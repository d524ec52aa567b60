//! Per-file progress through the five-stage pipeline
//!
//! Each variant carries the typed output the next transition consumes, so a
//! stage can only run once its inputs exist.

use crate::schema::{
    AffinityMapping, OpenCoding, Segmentation, Stage, ThematicAnalysis, ValidationReport,
};
use crate::source::StageResult;

#[derive(Debug, Clone, PartialEq)]
pub enum PipelineState {
    Start,
    Segmented(Segmentation),
    /// Per-segment coding results, tagged, in segment order
    Coded(Vec<StageResult<OpenCoding>>),
    Clustered(ThematicAnalysis),
    PersonasBuilt {
        thematic: ThematicAnalysis,
        affinity: AffinityMapping,
    },
    Validated(ValidationReport),
}

impl PipelineState {
    /// The stage whose output this state holds
    pub fn completed_stage(&self) -> Option<Stage> {
        match self {
            PipelineState::Start => None,
            PipelineState::Segmented(_) => Some(Stage::Segmentation),
            PipelineState::Coded(_) => Some(Stage::OpenCoding),
            PipelineState::Clustered(_) => Some(Stage::ThematicAnalysis),
            PipelineState::PersonasBuilt { .. } => Some(Stage::AffinityMapping),
            PipelineState::Validated(_) => Some(Stage::Validation),
        }
    }

    /// The stage the next transition runs, or `None` once validated
    pub fn next_stage(&self) -> Option<Stage> {
        match self {
            PipelineState::Start => Some(Stage::Segmentation),
            PipelineState::Segmented(_) => Some(Stage::OpenCoding),
            PipelineState::Coded(_) => Some(Stage::ThematicAnalysis),
            PipelineState::Clustered(_) => Some(Stage::AffinityMapping),
            PipelineState::PersonasBuilt { .. } => Some(Stage::Validation),
            PipelineState::Validated(_) => None,
        }
    }

    pub fn is_terminal(&self) -> bool {
        matches!(self, PipelineState::Validated(_))
    }

    pub fn name(&self) -> &'static str {
        match self {
            PipelineState::Start => "START",
            PipelineState::Segmented(_) => "SEGMENTED",
            PipelineState::Coded(_) => "CODED",
            PipelineState::Clustered(_) => "CLUSTERED",
            PipelineState::PersonasBuilt { .. } => "PERSONAS_BUILT",
            PipelineState::Validated(_) => "VALIDATED",
        }
    }
}
//! Shared building blocks for pipeline stages
//!
//! - **json**: JSON extraction from model output and artifact formatting
//! - **fanout**: bounded-concurrency fan-out that keeps input order
//! - **stage**: stage-level progress logging

pub mod fanout;
pub mod json;
pub mod stage;

pub use fanout::{execute_ordered, TaskContext};
pub use json::{extract_json, to_pretty_json};
pub use stage::run_stage;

◆ TASK DIRECTIONS
An exact copy of every entry above is the expected answer.

◆ EXPECTED ANSWER
repository d524ec52aa567b60
//! Per-file progress through the five-stage pipeline
//!
//! Each variant carries the typed output the next transition consumes, so a
//! stage can only run once its inputs exist.

use crate::schema::{
    AffinityMapping, OpenCoding, Segmentation, Stage, ThematicAnalysis, ValidationReport,
};
use crate::source::StageResult;

#[derive(Debug, Clone, PartialEq)]
pub enum PipelineState {
    Start,
    Segmented(Segmentation),
    /// Per-segment coding results, tagged, in segment order
    Coded(Vec<StageResult<OpenCoding>>),
    Clustered(ThematicAnalysis),
    PersonasBuilt {
        thematic: ThematicAnalysis,
        affinity: AffinityMapping,
    },
    Validated(ValidationReport),
}

impl PipelineState {
    /// The stage whose output this state holds
    pub fn completed_stage(&self) -> Option<Stage> {
        match self {
            PipelineState::Start => None,
            PipelineState::Segmented(_) => Some(Stage::Segmentation),
            PipelineState::Coded(_) => Some(Stage::OpenCoding),
            PipelineState::Clustered(_) => Some(Stage::ThematicAnalysis),
            PipelineState::PersonasBuilt { .. } => Some(Stage::AffinityMapping),
            PipelineState::Validated(_) => Some(Stage::Validation),
        }
    }

    /// The stage the next transition runs, or `None` once validated
    pub fn next_stage(&self) -> Option<Stage> {
        match self {
            PipelineState::Start => Some(Stage::Segmentation),
            PipelineState::Segmented(_) => Some(Stage::OpenCoding),
            PipelineState::Coded(_) => Some(Stage::ThematicAnalysis),
            PipelineState::Clustered(_) => Some(Stage::AffinityMapping),
            PipelineState::PersonasBuilt { .. } => Some(Stage::Validation),
            PipelineState::Validated(_) => None,
        }
    }

    pub fn is_terminal(&self) -> bool {
        matches!(self, PipelineState::Validated(_))
    }

    pub fn name(&self) -> &'static str {
        match self {
            PipelineState::Start => "START",
            PipelineState::Segmented(_) => "SEGMENTED",
            PipelineState::Coded(_) => "CODED",
            PipelineState::Clustered(_) => "CLUSTERED",
            PipelineState::PersonasBuilt { .. } => "PERSONAS_BUILT",
            PipelineState::Validated(_) => "VALIDATED",
        }
    }
}
//! Shared building blocks for pipeline stages
//!
//! - **json**: JSON extraction from model output and artifact formatting
//! - **fanout**: bounded-concurrency fan-out that keeps input order
//! - **stage**: stage-level progress logging

pub mod fanout;
pub mod json;
pub mod stage;

pub use fanout::{execute_ordered, TaskContext};
pub use json::{extract_json, to_pretty_json};
pub use stage::run_stage;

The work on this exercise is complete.